**WHAT IS NEEDED:** From the material below, list every line containing "admin".

**STORED DATA:**
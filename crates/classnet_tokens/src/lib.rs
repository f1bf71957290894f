//! Credentials for classnet.
//!
//! Four kinds of secret are involved:
//!
//! - the **registration token**, one installation-wide value from config
//! - **enrollment tickets**, short-lived and bound to one classroom
//! - **device tokens**, one live bearer per registered machine
//! - the **shared secret**, used only to rotate a device token
//!
//! [`TokenIssuer`] mints and validates all of them.

pub mod admin;
pub mod device;
pub mod enrollment;
pub mod error;
pub mod issuer;
pub mod secrets;

pub use admin::StaticAdminAuthenticator;
pub use device::{looks_like_device_token, DeviceCredential};
pub use enrollment::{EnrollmentClaims, EnrollmentTicket, EnrollmentVerdict};
pub use error::TokenError;
pub use issuer::TokenIssuer;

**ANSWER TO THIS TASK:**
pub mod admin;
pub use admin::StaticAdminAuthenticator;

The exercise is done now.